Exercise => Give every line of the records exactly, please, from the first up to and including the one containing "use std::sync::Arc;".

*** Supplied data Section Begins ***

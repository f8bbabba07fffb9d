//! The closed set of built-in value kinds.
//!
//! Integer/float widths are expressed as one generic `NumberValue<T>` over
//! each primitive rather than one struct per width — one trait, many
//! concrete backends.

use std::any::Any;
use std::fmt;
use std::net::IpAddr;
use std::path::PathBuf;
use std::str::FromStr;
use std::sync::Arc;
use std::time::Duration;

use indexmap::IndexMap;

use crate::error::ValueError;

use super::{parse_duration, SetOptions, Value};

/// Parse helper shared by every numeric `NumberValue<T>`.
fn coerce<T: FromStr>(name: &str, text: &str) -> Result<T, ValueError> {
    text.parse::<T>().map_err(|_| ValueError::Coercion {
        name: name.to_string(),
        text: text.to_string(),
        reason: format!("not a valid {}", std::any::type_name::<T>()),
    })
}

#[derive(Debug, Clone, Default)]
pub struct BoolValue {
    pub value: bool,
}

impl Value for BoolValue {
    fn set(&mut self, text: &str, _opts: SetOptions) -> Result<(), ValueError> {
        self.value = parse_bool(text).ok_or_else(|| ValueError::Coercion {
            name: "bool".into(),
            text: text.to_string(),
            reason: "expected true/false/1/0/yes/no".into(),
        })?;
        Ok(())
    }

    fn string(&self) -> String {
        self.value.to_string()
    }

    fn as_any(&self) -> &dyn Any {
        &self.value
    }

    fn as_any_mut(&mut self) -> &mut dyn Any {
        &mut self.value
    }

    fn is_boolean(&self) -> bool {
        true
    }
}

/// Booleans accept `true/false/1/0/yes/no` and empty string (treated as
/// true for boolean flags).
pub fn parse_bool(text: &str) -> Option<bool> {
    match text.trim().to_ascii_lowercase().as_str() {
        "" | "true" | "1" | "yes" => Some(true),
        "false" | "0" | "no" => Some(false),
        _ => None,
    }
}

/// A numeric destination over any primitive that implements `FromStr` +
/// `ToString`. Backs the int8..int64/uint8..uint64/f32/f64 members of the
/// closed set.
#[derive(Debug, Clone, Default)]
pub struct NumberValue<T> {
    pub value: T,
}

impl<T> Value for NumberValue<T>
where
    T: FromStr + ToString + Copy + fmt::Debug + Send + Sync + 'static,
{
    fn set(&mut self, text: &str, _opts: SetOptions) -> Result<(), ValueError> {
        self.value = coerce::<T>(std::any::type_name::<T>(), text)?;
        Ok(())
    }

    fn string(&self) -> String {
        self.value.to_string()
    }

    fn as_any(&self) -> &dyn Any {
        &self.value
    }

    fn as_any_mut(&mut self) -> &mut dyn Any {
        &mut self.value
    }
}

pub type I8Value = NumberValue<i8>;
pub type I16Value = NumberValue<i16>;
pub type I32Value = NumberValue<i32>;
pub type I64Value = NumberValue<i64>;
pub type U8Value = NumberValue<u8>;
pub type U16Value = NumberValue<u16>;
pub type U32Value = NumberValue<u32>;
pub type U64Value = NumberValue<u64>;
pub type F32Value = NumberValue<f32>;
pub type F64Value = NumberValue<f64>;

#[derive(Debug, Clone, Default)]
pub struct DurationValue {
    pub value: Duration,
}

impl Value for DurationValue {
    fn set(&mut self, text: &str, _opts: SetOptions) -> Result<(), ValueError> {
        self.value = parse_duration(text).map_err(|reason| ValueError::Coercion {
            name: "duration".into(),
            text: text.to_string(),
            reason,
        })?;
        Ok(())
    }

    fn string(&self) -> String {
        format!("{:?}", self.value)
    }

    fn as_any(&self) -> &dyn Any {
        &self.value
    }

    fn as_any_mut(&mut self) -> &mut dyn Any {
        &mut self.value
    }
}

#[derive(Debug, Clone, Default)]
pub struct StringValue {
    pub value: String,
}

impl Value for StringValue {
    fn set(&mut self, text: &str, _opts: SetOptions) -> Result<(), ValueError> {
        self.value = text.to_string();
        Ok(())
    }

    fn string(&self) -> String {
        self.value.clone()
    }

    fn as_any(&self) -> &dyn Any {
        &self.value
    }

    fn as_any_mut(&mut self) -> &mut dyn Any {
        &mut self.value
    }
}

/// `Vec<String>`. Repeated occurrences append; within one occurrence the
/// text is split on comma unless `DisableSplitting` is set.
#[derive(Debug, Clone, Default)]
pub struct StringListValue {
    pub value: Vec<String>,
}

impl Value for StringListValue {
    fn set(&mut self, text: &str, opts: SetOptions) -> Result<(), ValueError> {
        if opts.disable_splitting {
            self.value.push(text.to_string());
        } else {
            self.value
                .extend(text.split(',').map(|s| s.to_string()));
        }
        Ok(())
    }

    fn string(&self) -> String {
        self.value.join(",")
    }

    fn as_any(&self) -> &dyn Any {
        &self.value
    }

    fn as_any_mut(&mut self) -> &mut dyn Any {
        &mut self.value
    }
}

/// `key=value,...` map. Without `Merge`, each `Set` call replaces the
/// whole map; with `Merge`, pairs are folded into the existing map
///.
#[derive(Debug, Clone, Default)]
pub struct StringMapValue {
    pub value: IndexMap<String, String>,
}

impl Value for StringMapValue {
    fn set(&mut self, text: &str, opts: SetOptions) -> Result<(), ValueError> {
        let mut parsed = IndexMap::new();
        let parts: Vec<&str> = if opts.disable_splitting {
            vec![text]
        } else {
            text.split(',').collect()
        };
        for part in parts {
            let (k, v) = part.split_once('=').ok_or_else(|| ValueError::MalformedPair {
                name: "map".into(),
                text: part.to_string(),
            })?;
            parsed.insert(k.to_string(), v.to_string());
        }
        if opts.merge {
            self.value.extend(parsed);
        } else {
            self.value = parsed;
        }
        Ok(())
    }

    fn string(&self) -> String {
        self.value
            .iter()
            .map(|(k, v)| format!("{k}={v}"))
            .collect::<Vec<_>>()
            .join(",")
    }

    fn as_any(&self) -> &dyn Any {
        &self.value
    }

    fn as_any_mut(&mut self) -> &mut dyn Any {
        &mut self.value
    }
}

#[derive(Debug, Clone, Default)]
pub struct IpAddrValue {
    pub value: Option<IpAddr>,
}

impl Value for IpAddrValue {
    fn set(&mut self, text: &str, _opts: SetOptions) -> Result<(), ValueError> {
        self.value = Some(text.parse::<IpAddr>().map_err(|e| ValueError::Coercion {
            name: "ip".into(),
            text: text.to_string(),
            reason: e.to_string(),
        })?);
        Ok(())
    }

    fn string(&self) -> String {
        self.value.map(|v| v.to_string()).unwrap_or_default()
    }

    fn as_any(&self) -> &dyn Any {
        &self.value
    }

    fn as_any_mut(&mut self) -> &mut dyn Any {
        &mut self.value
    }
}

#[derive(Debug, Clone, Default)]
pub struct RegexValue {
    pub value: Option<Arc<regex_lite::Regex>>,
    text: String,
}

impl Value for RegexValue {
    fn set(&mut self, text: &str, _opts: SetOptions) -> Result<(), ValueError> {
        let re = regex_lite::Regex::new(text).map_err(|e| ValueError::Coercion {
            name: "regex".into(),
            text: text.to_string(),
            reason: e.to_string(),
        })?;
        self.value = Some(Arc::new(re));
        self.text = text.to_string();
        Ok(())
    }

    fn string(&self) -> String {
        self.text.clone()
    }

    fn as_any(&self) -> &dyn Any {
        &self.value
    }

    fn as_any_mut(&mut self) -> &mut dyn Any {
        &mut self.value
    }
}

#[derive(Debug, Clone, Default)]
pub struct UrlValue {
    pub value: Option<url::Url>,
}

impl Value for UrlValue {
    fn set(&mut self, text: &str, _opts: SetOptions) -> Result<(), ValueError> {
        self.value = Some(url::Url::parse(text).map_err(|e| ValueError::Coercion {
            name: "url".into(),
            text: text.to_string(),
            reason: e.to_string(),
        })?);
        Ok(())
    }

    fn string(&self) -> String {
        self.value.as_ref().map(|v| v.to_string()).unwrap_or_default()
    }

    fn as_any(&self) -> &dyn Any {
        &self.value
    }

    fn as_any_mut(&mut self) -> &mut dyn Any {
        &mut self.value
    }
}

/// Arbitrary-precision integer. Stored as its canonical decimal text; the
/// engine's job is coercion and accounting, not arithmetic, so no bignum
/// crate is pulled in for a capability nothing in this crate exercises.
#[derive(Debug, Clone, Default, PartialEq, Eq)]
pub struct BigIntValue {
    pub value: String,
}

impl Value for BigIntValue {
    fn set(&mut self, text: &str, _opts: SetOptions) -> Result<(), ValueError> {
        let body = text.strip_prefix('-').unwrap_or(text);
        if body.is_empty() || !body.bytes().all(|b| b.is_ascii_digit()) {
            return Err(ValueError::Coercion {
                name: "bigint".into(),
                text: text.to_string(),
                reason: "not a valid integer literal".into(),
            });
        }
        self.value = text.to_string();
        Ok(())
    }

    fn string(&self) -> String {
        self.value.clone()
    }

    fn as_any(&self) -> &dyn Any {
        &self.value
    }

    fn as_any_mut(&mut self) -> &mut dyn Any {
        &mut self.value
    }
}

#[derive(Debug, Clone, Default, PartialEq)]
pub struct BigFloatValue {
    pub value: String,
}

impl Value for BigFloatValue {
    fn set(&mut self, text: &str, _opts: SetOptions) -> Result<(), ValueError> {
        text.parse::<f64>().map_err(|e| ValueError::Coercion {
            name: "bigfloat".into(),
            text: text.to_string(),
            reason: e.to_string(),
        })?;
        self.value = text.to_string();
        Ok(())
    }

    fn string(&self) -> String {
        self.value.clone()
    }

    fn as_any(&self) -> &dyn Any {
        &self.value
    }

    fn as_any_mut(&mut self) -> &mut dyn Any {
        &mut self.value
    }
}

#[derive(Debug, Clone, Default)]
pub struct BytesValue {
    pub value: Vec<u8>,
}

impl Value for BytesValue {
    fn set(&mut self, text: &str, _opts: SetOptions) -> Result<(), ValueError> {
        self.value = text.as_bytes().to_vec();
        Ok(())
    }

    fn string(&self) -> String {
        String::from_utf8_lossy(&self.value).into_owned()
    }

    fn as_any(&self) -> &dyn Any {
        &self.value
    }

    fn as_any_mut(&mut self) -> &mut dyn Any {
        &mut self.value
    }
}

/// A single `name=value` pair, distinct from `StringMapValue` (which
/// accumulates repeated pairs); used for single-assignment destinations
/// like `--header Name=Value`.
#[derive(Debug, Clone, Default, PartialEq, Eq)]
pub struct NameValue {
    pub name: String,
    pub value: String,
}

#[derive(Debug, Clone, Default)]
pub struct NameValueValue {
    pub value: NameValue,
}

impl Value for NameValueValue {
    fn set(&mut self, text: &str, _opts: SetOptions) -> Result<(), ValueError> {
        let (name, value) = text.split_once('=').ok_or_else(|| ValueError::MalformedPair {
            name: "name-value".into(),
            text: text.to_string(),
        })?;
        self.value = NameValue {
            name: name.to_string(),
            value: value.to_string(),
        };
        Ok(())
    }

    fn string(&self) -> String {
        format!("{}={}", self.value.name, self.value.value)
    }

    fn as_any(&self) -> &dyn Any {
        &self.value
    }

    fn as_any_mut(&mut self) -> &mut dyn Any {
        &mut self.value
    }
}

#[derive(Debug, Clone, Default)]
pub struct FileValue {
    pub value: Option<PathBuf>,
}

impl Value for FileValue {
    fn set(&mut self, text: &str, _opts: SetOptions) -> Result<(), ValueError> {
        self.value = Some(PathBuf::from(text));
        Ok(())
    }

    fn string(&self) -> String {
        self.value
            .as_ref()
            .map(|p| p.display().to_string())
            .unwrap_or_default()
    }

    fn as_any(&self) -> &dyn Any {
        &self.value
    }

    fn as_any_mut(&mut self) -> &mut dyn Any {
        &mut self.value
    }
}

/// A set of file paths, accumulated across occurrences (comma-split unless
/// `DisableSplitting`), the path-valued counterpart of `StringListValue`.
#[derive(Debug, Clone, Default)]
pub struct FileSetValue {
    pub value: Vec<PathBuf>,
}

impl Value for FileSetValue {
    fn set(&mut self, text: &str, opts: SetOptions) -> Result<(), ValueError> {
        if opts.disable_splitting {
            self.value.push(PathBuf::from(text));
        } else {
            self.value
                .extend(text.split(',').map(PathBuf::from));
        }
        Ok(())
    }

    fn string(&self) -> String {
        self.value
            .iter()
            .map(|p| p.display().to_string())
            .collect::<Vec<_>>()
            .join(",")
    }

    fn as_any(&self) -> &dyn Any {
        &self.value
    }

    fn as_any_mut(&mut self) -> &mut dyn Any {
        &mut self.value
    }
}

#[cfg(test)]
mod tests {
    use super::*;

    #[test]
    fn bool_accepts_documented_spellings() {
        for (text, expected) in [
            ("true", true),
            ("1", true),
            ("yes", true),
            ("", true),
            ("false", false),
            ("0", false),
            ("no", false),
        ] {
            let mut v = BoolValue::default();
            v.set(text, SetOptions::default()).unwrap();
            assert_eq!(v.value, expected, "text={text:?}");
        }
    }

    #[test]
    fn list_appends_across_occurrences() {
        let mut v = StringListValue::default();
        v.set("a,b", SetOptions::default()).unwrap();
        v.set("c", SetOptions::default()).unwrap();
        assert_eq!(v.value, vec!["a", "b", "c"]);
    }

    #[test]
    fn map_replaces_without_merge_but_merges_with_merge() {
        let mut v = StringMapValue::default();
        v.set("a=1,b=2", SetOptions::default()).unwrap();
        v.set("c=3", SetOptions::default()).unwrap();
        assert_eq!(v.value.len(), 1);
        assert_eq!(v.value.get("c"), Some(&"3".to_string()));

        let mut merged = StringMapValue::default();
        let merge_opts = SetOptions {
            merge: true,
            ..Default::default()
        };
        merged.set("a=1,b=2", merge_opts).unwrap();
        merged.set("c=3", merge_opts).unwrap();
        assert_eq!(merged.value.len(), 3);
    }

    #[test]
    fn bigint_rejects_non_digits() {
        let mut v = BigIntValue::default();
        assert!(v.set("123", SetOptions::default()).is_ok());
        assert!(v.set("-456", SetOptions::default()).is_ok());
        assert!(v.set("12a", SetOptions::default()).is_err());
    }
}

*** Supplied data Section Ends ***

Solution to the problem =>
repository f8bbabba07fffb9d
//! The closed set of built-in value kinds.
//!
//! Integer/float widths are expressed as one generic `NumberValue<T>` over
//! each primitive rather than one struct per width — one trait, many
//! concrete backends.

use std::any::Any;
use std::fmt;
use std::net::IpAddr;
use std::path::PathBuf;
use std::str::FromStr;
use std::sync::Arc;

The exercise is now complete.